The main problem in trying to escape their clutches is the catalogue media management partly because it is good, I think they use SQLite as the database and a very fine database that is however I am going to use SQL Server Express and I think it will be quicker, I've already written a scanner and database schema which will automatically de-duplicate or rather show me duplicates if they exist, the scanner decomposes a file system path into its fundamental elements, I use it in other commercial applications but really want to use it for my photography as well.

My intention is to initially create a replacement for Lightroom's catalogues including all the metadata management, some of that might be hard but I'm only going to support CR2 files to start with, probably JPG and TIFF as well but no other manufacturer's proprietary formats, I'm old still working and I only have so much time on my hands 

It might never happen, I am getting old but I am also getting angry  

I looked at Luminar and I do quite like it, I found it can be launched from the command line with a filename parameter however it is a bit stupid about where it writes the .lmnr file when you save, so if I manage to build an asset manger I hope to be able to launch various editors and Luminar would be one possible candidate, the problem these days is that all of these external editors are quite heavy processes to launch, some more so than others. 

If I do this it will be Windows only at least to start with, Canon and common file formats only, it won't be commercial and it won't be on an ad stuffed website, but as I said might never happen, I've started a lot of projects over the years that I never finished 

Just angry at Adobe taking away the perpetual licence with version 7


----------



## Ladislav (Aug 24, 2018)

oss said:


> My intention is to initially create a replacement for Lightroom's catalogues including all the metadata management, some of that might be hard but I'm only going to support CR2 files to start with



Not exactly sure what are you trying to do and if it is even worth it.
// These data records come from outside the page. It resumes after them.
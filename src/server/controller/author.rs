use axum::{
    extract::{Path, Query, State},
    http::{header, HeaderMap, HeaderValue, StatusCode},
    response::{IntoResponse, Response},
    Json,
};
use serde::Deserialize;
use uuid::Uuid;

use crate::{
    model::{
        api::ErrorDto,
        author::{AuthorDto, AuthorResourceParams, CreateAuthorDto},
        link::LinkedCollectionDto,
    },
    server::{
        controller::AUTHOR_TAG,
        error::AppError,
        model::author::Author,
        representation::{
            field_selection,
            links::{LinkFactory, PageTurn},
            media_type::accepts_hateoas,
            pagination::PageMetadata,
            shaping::{shape, shape_many},
            uri::{RouteName, UriParams},
        },
        service::author::AuthorService,
        state::AppState,
    },
};

const X_PAGINATION: &str = "X-Pagination";

/// Query parameters for single-author requests.
#[derive(Deserialize)]
pub struct FieldsQuery {
    pub fields: Option<String>,
}

fn pagination_header(metadata: &PageMetadata) -> Result<HeaderValue, AppError> {
    let json = serde_json::to_string(metadata)?;
    HeaderValue::from_str(&json)
        .map_err(|e| AppError::InternalError(format!("Failed to encode X-Pagination header: {e}")))
}

/// GET /api/authors - Get one page of the author collection.
///
/// Validates the `orderBy` clauses against the property mapping registry and
/// the `fields` selection against the author shape before anything is
/// queried; either failing rejects the whole request with 400. Under the
/// vendor media type the response embeds per-author and collection links and
/// the `X-Pagination` header carries counts only; otherwise the body is the
/// bare array of shaped authors and the header also carries the previous/next
/// page hrefs.
///
/// # Returns
/// - `200 OK`: Shaped author page in the negotiated representation
/// - `400 Bad Request`: Unknown sort key or field name
/// - `500 Internal Server Error`: Database error
#[utoipa::path(
    get,
    path = "/api/authors",
    tag = AUTHOR_TAG,
    params(
        ("pageNumber" = Option<u64>, Query, description = "Page number (default: 1)"),
        ("pageSize" = Option<u64>, Query, description = "Items per page (default: 10, max: 20)"),
        ("searchQuery" = Option<String>, Query, description = "Substring filter across name and genre"),
        ("genre" = Option<String>, Query, description = "Exact genre filter"),
        ("orderBy" = Option<String>, Query, description = "Comma-separated sort clauses, e.g. `name desc, age`"),
        ("fields" = Option<String>, Query, description = "Comma-separated field selection, e.g. `id,name`")
    ),
    responses(
        (status = 200, description = "Successfully retrieved one page of authors"),
        (status = 400, description = "Unknown sort key or field name", body = ErrorDto),
        (status = 500, description = "Internal server error", body = ErrorDto)
    ),
)]
pub async fn get_authors(
    State(state): State<AppState>,
    headers: HeaderMap,
    Query(params): Query<AuthorResourceParams>,
) -> Result<Response, AppError> {
    if !state
        .mapping_registry
        .is_valid_mapping::<AuthorDto, entity::author::Model>(&params.order_by)
    {
        return Err(AppError::BadRequest(format!(
            "orderBy contains an unknown sort key: {}",
            params.order_by
        )));
    }

    if !field_selection::has_properties::<AuthorDto>(params.fields()) {
        return Err(AppError::BadRequest(format!(
            "fields contains an unknown field: {}",
            params.fields()
        )));
    }

    let page = AuthorService::new(&state.db)
        .get_authors(&state.mapping_registry, &params)
        .await?;

    let link_factory = LinkFactory::new(&state.uri_builder);
    let hateoas = accepts_hateoas(&headers);

    let mut metadata = page.metadata();
    if !hateoas {
        if page.has_previous() {
            metadata.previous_page_link =
                Some(link_factory.author_page_uri(&params, PageTurn::Previous));
        }
        if page.has_next() {
            metadata.next_page_link = Some(link_factory.author_page_uri(&params, PageTurn::Next));
        }
    }

    let page = page.map(Author::into_dto);
    let mut shaped = shape_many(page.items(), params.fields())?;

    let mut response_headers = HeaderMap::new();
    response_headers.insert(X_PAGINATION, pagination_header(&metadata)?);

    if hateoas {
        for (record, author) in shaped.iter_mut().zip(page.items()) {
            let links = link_factory.author_links(author.id, params.fields.as_deref());
            record.insert("links", serde_json::to_value(links)?);
        }

        let links =
            link_factory.author_collection_links(&params, page.has_previous(), page.has_next());

        Ok((
            StatusCode::OK,
            response_headers,
            Json(LinkedCollectionDto::new(shaped, links)),
        )
            .into_response())
    } else {
        Ok((StatusCode::OK, response_headers, Json(shaped)).into_response())
    }
}

/// GET /api/authors/{id} - Get a single author.
///
/// Validates the `fields` selection, shapes the author down to it, and embeds
/// the author's links under the vendor media type.
///
/// # Returns
/// - `200 OK`: Shaped author in the negotiated representation
/// - `400 Bad Request`: Unknown field name
/// - `404 Not Found`: No author with that id
/// - `500 Internal Server Error`: Database error
#[utoipa::path(
    get,
    path = "/api/authors/{id}",
    tag = AUTHOR_TAG,
    params(
        ("id" = Uuid, Path, description = "Author id"),
        ("fields" = Option<String>, Query, description = "Comma-separated field selection")
    ),
    responses(
        (status = 200, description = "Successfully retrieved the author"),
        (status = 400, description = "Unknown field name", body = ErrorDto),
        (status = 404, description = "Author not found", body = ErrorDto),
        (status = 500, description = "Internal server error", body = ErrorDto)
    ),
)]
pub async fn get_author(
    State(state): State<AppState>,
    headers: HeaderMap,
    Path(id): Path<Uuid>,
    Query(query): Query<FieldsQuery>,
) -> Result<Response, AppError> {
    let fields = query.fields.as_deref().unwrap_or("");
    if !field_selection::has_properties::<AuthorDto>(fields) {
        return Err(AppError::BadRequest(format!(
            "fields contains an unknown field: {fields}"
        )));
    }

    let author = AuthorService::new(&state.db)
        .get_author(id)
        .await?
        .ok_or_else(|| AppError::NotFound(format!("Author {id} not found")))?;

    let dto = author.into_dto();
    let mut record = shape(&dto, fields)?;

    if accepts_hateoas(&headers) {
        let links =
            LinkFactory::new(&state.uri_builder).author_links(dto.id, query.fields.as_deref());
        record.insert("links", serde_json::to_value(links)?);
    }

    Ok((StatusCode::OK, Json(record)).into_response())
}

/// POST /api/authors - Create a new author.
///
/// # Returns
/// - `201 Created`: The created author, with a `Location` header pointing at
///   it and links embedded under the vendor media type
/// - `500 Internal Server Error`: Database error
#[utoipa::path(
    post,
    path = "/api/authors",
    tag = AUTHOR_TAG,
    request_body = CreateAuthorDto,
    responses(
        (status = 201, description = "Successfully created the author"),
        (status = 500, description = "Internal server error", body = ErrorDto)
    ),
)]
pub async fn create_author(
    State(state): State<AppState>,
    headers: HeaderMap,
    Json(payload): Json<CreateAuthorDto>,
) -> Result<Response, AppError> {
    let author = AuthorService::new(&state.db)
        .create_author(payload.into())
        .await?;
    let dto = author.into_dto();

    let location = state.uri_builder.href(
        RouteName::GetAuthor,
        &UriParams::new().set("id", dto.id.to_string()),
    );

    let mut record = shape(&dto, "")?;
    if accepts_hateoas(&headers) {
        let links = LinkFactory::new(&state.uri_builder).author_links(dto.id, None);
        record.insert("links", serde_json::to_value(links)?);
    }

    let mut response_headers = HeaderMap::new();
    response_headers.insert(
        header::LOCATION,
        HeaderValue::from_str(&location).map_err(|e| {
            AppError::InternalError(format!("Failed to encode Location header: {e}"))
        })?,
    );

    Ok((StatusCode::CREATED, response_headers, Json(record)).into_response())
}

/// POST /api/authors/{id} - Reject creation at a caller-chosen author URI.
///
/// Authors get server-generated ids; posting to a concrete author URI either
/// conflicts with the existing author or names a resource that does not
/// exist.
///
/// # Returns
/// - `409 Conflict`: An author with that id already exists
/// - `404 Not Found`: No author with that id
#[utoipa::path(
    post,
    path = "/api/authors/{id}",
    tag = AUTHOR_TAG,
    params(("id" = Uuid, Path, description = "Author id")),
    responses(
        (status = 404, description = "Author not found", body = ErrorDto),
        (status = 409, description = "Author already exists", body = ErrorDto)
    ),
)]
pub async fn block_author_creation(
    State(state): State<AppState>,
    Path(id): Path<Uuid>,
) -> Result<Response, AppError> {
    if AuthorService::new(&state.db).author_exists(id).await? {
        return Err(AppError::Conflict(format!("Author {id} already exists")));
    }

    Err(AppError::NotFound(format!("Author {id} not found")))
}

/// DELETE /api/authors/{id} - Delete an author and their books.
///
/// # Returns
/// - `204 No Content`: Author deleted
/// - `404 Not Found`: No author with that id
/// - `500 Internal Server Error`: Database error
#[utoipa::path(
    delete,
    path = "/api/authors/{id}",
    tag = AUTHOR_TAG,
    params(("id" = Uuid, Path, description = "Author id")),
    responses(
        (status = 204, description = "Successfully deleted the author"),
        (status = 404, description = "Author not found", body = ErrorDto),
        (status = 500, description = "Internal server error", body = ErrorDto)
    ),
)]
pub async fn delete_author(
    State(state): State<AppState>,
    Path(id): Path<Uuid>,
) -> Result<impl IntoResponse, AppError> {
    let deleted = AuthorService::new(&state.db).delete_author(id).await?;

    if !deleted {
        return Err(AppError::NotFound(format!("Author {id} not found")));
    }

    Ok(StatusCode::NO_CONTENT)
}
Most of processing of the CR2 is specific to Camera RAW / Lightroom and is not transferable to another editor. EXIF and IPTC metadata may be stored directly in CR2 files (not sure about that) so the only thing which you may want to "replace" is some library features like collections, keywording, etc. Perhaps you should first check if a new manager you want to use does not have import from Lightroom or if one is not already available from someone else.


----------



## Keith_Reeder (Aug 25, 2018)

bergstrom said:


> Can you buy this is as a once off payment? No. Bye.
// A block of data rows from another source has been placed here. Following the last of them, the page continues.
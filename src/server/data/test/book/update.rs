use super::*;

/// Tests full replacement of a book's contents.
///
/// Expected: Ok with the stored title and description replaced
#[tokio::test]
async fn replaces_title_and_description() -> Result<(), DbErr> {
    let test = TestBuilder::new().with_library_tables().build().await.unwrap();
    let db = test.db.as_ref().unwrap();

    let author = AuthorFactory::new(db).build().await?;
    let book = BookFactory::new(db, author.id)
        .title("Emma")
        .description("First draft")
        .build()
        .await?;

    let repo = BookRepository::new(db);

    repo.update(
        book.id,
        &UpdateBookParam {
            title: "Emma (Revised)".to_string(),
            description: "Second draft".to_string(),
        },
    )
    .await?;

    let updated = repo.find_for_author(author.id, book.id).await?.unwrap();
    assert_eq!(updated.title, "Emma (Revised)");
    assert_eq!(updated.description, Some("Second draft".to_string()));

    Ok(())
}
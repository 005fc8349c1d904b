use sea_orm_migration::{prelude::*, schema::*};

use super::m20260115_000001_create_author_table::Author;

#[derive(DeriveMigrationName)]
pub struct Migration;

#[async_trait::async_trait]
impl MigrationTrait for Migration {
    async fn up(&self, manager: &SchemaManager) -> Result<(), DbErr> {
        manager
            .create_table(
                Table::create()
                    .table(Book::Table)
                    .if_not_exists()
                    .col(uuid(Book::Id).primary_key())
                    .col(uuid(Book::AuthorId))
                    .col(string(Book::Title))
                    .col(string_null(Book::Description))
                    .foreign_key(
                        ForeignKey::create()
                            .name("fk_book_author_id")
                            .from(Book::Table, Book::AuthorId)
                            .to(Author::Table, Author::Id)
                            .on_delete(ForeignKeyAction::Cascade),
                    )
                    .to_owned(),
            )
            .await
    }

    async fn down(&self, manager: &SchemaManager) -> Result<(), DbErr> {
        manager
            .drop_table(Table::drop().table(Book::Table).to_owned())
            .await
    }
}

#[derive(DeriveIden)]
pub enum Book {
    Table,
    Id,
    AuthorId,
    Title,
    Description,
}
Did you buy your internet or phone services as a one-off payment?

Just wondering what the difference is...


----------



## Kit. (Aug 25, 2018)

Keith_Reeder said:


> Did you buy your internet or phone services as a one-off payment?
> 
> Just wondering what the difference is...


If your internet provider goes out of business, hopefully you can still buy internet access from another one.


----------



## privatebydesign (Aug 25, 2018)

Analogy aside there is an oft misunderstood aspect of Lightroom subscription many just don't understand. If you stop paying then the program still opens and all your images are still visible, you can still export any or all images with the edits you originally made, nothing to do with your image files is lost or inaccessible ever. Some of the modules won't open, Book, Map etc.


----------



## LDS (Aug 25, 2018)

oss said:


> I think they use SQLite as the database and a very fine database that is however I am going to use SQL Server Express and I think it will be quicker,



AFAIK SQL Server Express is limited to a 10GB database (plus other limitations) - it could be quicker or slower, depending on many factors. Adobe required also something that could work on macOS, and even Android/iOS.
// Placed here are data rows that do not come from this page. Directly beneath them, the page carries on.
//! Configuration validation.
//!
//! # Responsibilities
//! - Normalize limits (non-positive memory limit → default)
//! - Validate addresses and value ranges
//!
//! # Design Decisions
//! - Returns all validation errors, not just first
//! - Validation is a pure function: &Form2JsonConfig → Result<(), Vec<ValidationError>>
//! - Runs before config is accepted into the system, on start and on reload

use std::fmt;
use std::net::SocketAddr;
use std::str::FromStr;

use axum::http::uri::Authority;

use crate::config::schema::Form2JsonConfig;

const LOG_LEVELS: [&str; 5] = ["trace", "debug", "info", "warn", "error"];

/// A single semantic problem in a configuration.
#[derive(Debug, Clone, PartialEq, Eq)]
pub struct ValidationError {
    pub field: &'static str,
    pub message: String,
}

impl ValidationError {
    fn new(field: &'static str, message: impl Into<String>) -> Self {
        Self {
            field,
            message: message.into(),
        }
    }
}

impl fmt::Display for ValidationError {
    fn fmt(&self, f: &mut fmt::Formatter<'_>) -> fmt::Result {
        write!(f, "{}: {}", self.field, self.message)
    }
}

impl std::error::Error for ValidationError {}

/// Replace unusable limits with their defaults.
pub fn normalize_config(config: &mut Form2JsonConfig) {
    config.form = std::mem::take(&mut config.form).normalized();
}

/// Check a (normalized) configuration.
pub fn validate_config(config: &Form2JsonConfig) -> Result<(), Vec<ValidationError>> {
    let mut errors = Vec::new();

    if config.listener.bind_address.parse::<SocketAddr>().is_err() {
        errors.push(ValidationError::new(
            "listener.bind_address",
            format!("`{}` is not a socket address", config.listener.bind_address),
        ));
    }

    if let Some(addr) = &config.upstream.address {
        if Authority::from_str(addr).is_err() {
            errors.push(ValidationError::new(
                "upstream.address",
                format!("`{}` is not a host:port authority", addr),
            ));
        }
    }

    if let Some(dir) = &config.form.temp_dir {
        if !dir.is_dir() {
            errors.push(ValidationError::new(
                "form.temp_dir",
                format!("`{}` is not a directory", dir.display()),
            ));
        }
    }

    if config.timeouts.request_secs == 0 {
        errors.push(ValidationError::new("timeouts.request_secs", "must be greater than zero"));
    }

    if !LOG_LEVELS.contains(&config.observability.log_level.as_str()) {
        errors.push(ValidationError::new(
            "observability.log_level",
            format!("`{}` is not one of {:?}", config.observability.log_level, LOG_LEVELS),
        ));
    }

    if config.observability.metrics_enabled
        && config.observability.metrics_address.parse::<SocketAddr>().is_err()
    {
        errors.push(ValidationError::new(
            "observability.metrics_address",
            format!("`{}` is not a socket address", config.observability.metrics_address),
        ));
    }

    if errors.is_empty() {
        Ok(())
    } else {
        Err(errors)
    }
}

#[cfg(test)]
mod tests {
    use super::*;
    use crate::form::{DEFAULT_MAX_FORM_SIZE, DEFAULT_MEMORY_LIMIT};

    #[test]
    fn test_default_config_is_valid() {
        assert_eq!(validate_config(&Form2JsonConfig::default()), Ok(()));
    }

    #[test]
    fn test_normalize_keeps_positive_limit() {
        let mut config = Form2JsonConfig::default();
        config.form.memory_limit = 10;
        normalize_config(&mut config);
        assert_eq!(config.form.memory_limit, 10);

        config.form.memory_limit = -100;
        config.form.max_form_size = 0;
        normalize_config(&mut config);
        assert_eq!(config.form.memory_limit, DEFAULT_MEMORY_LIMIT);
        assert_eq!(config.form.max_form_size, DEFAULT_MAX_FORM_SIZE);
    }

    #[test]
    fn test_reports_every_problem() {
        let mut config = Form2JsonConfig::default();
        config.timeouts.request_secs = 0;
        config.observability.log_level = "loud".into();
        config.form.temp_dir = Some("/definitely/not/a/dir".into());

        let errors = validate_config(&config).unwrap_err();
        let fields: Vec<&str> = errors.iter().map(|e| e.field).collect();
        assert_eq!(fields, vec!["form.temp_dir", "timeouts.request_secs", "observability.log_level"]);
    }

    #[test]
    fn test_upstream_must_be_authority() {
        let mut config = Form2JsonConfig::default();
        config.upstream.address = Some("127.0.0.1:3000".into());
        assert!(validate_config(&config).is_ok());

        config.upstream.address = Some("http://127.0.0.1:3000/path".into());
        assert!(validate_config(&config).is_err());
    }
}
Yet I would like to see LR supporting an external database and allow a catalog to be used by concurrent users - even if I'm afraid if it even happens, it will happen now in the cloud.


----------



## LDS (Aug 25, 2018)

Keith_Reeder said:


> Did you buy your internet or phone services as a one-off payment?
> Just wondering what the difference is...



Could you buy the Internet or a phone network? Yet some people prefer to buy an house instead of renting it. 


That's the difference.


----------



## privatebydesign (Aug 25, 2018)

LDS said:


> Could you buy the Internet or a phone network? Yet some people prefer to buy an house instead of renting it.
> 
> 
> That's the difference.


And thats the point, for some people it is smarter to buy, for others it is smarter to rent, one isn't 'right' and the other 'wrong' and people shouldn't criticize people that think a different path from theirs is wrong.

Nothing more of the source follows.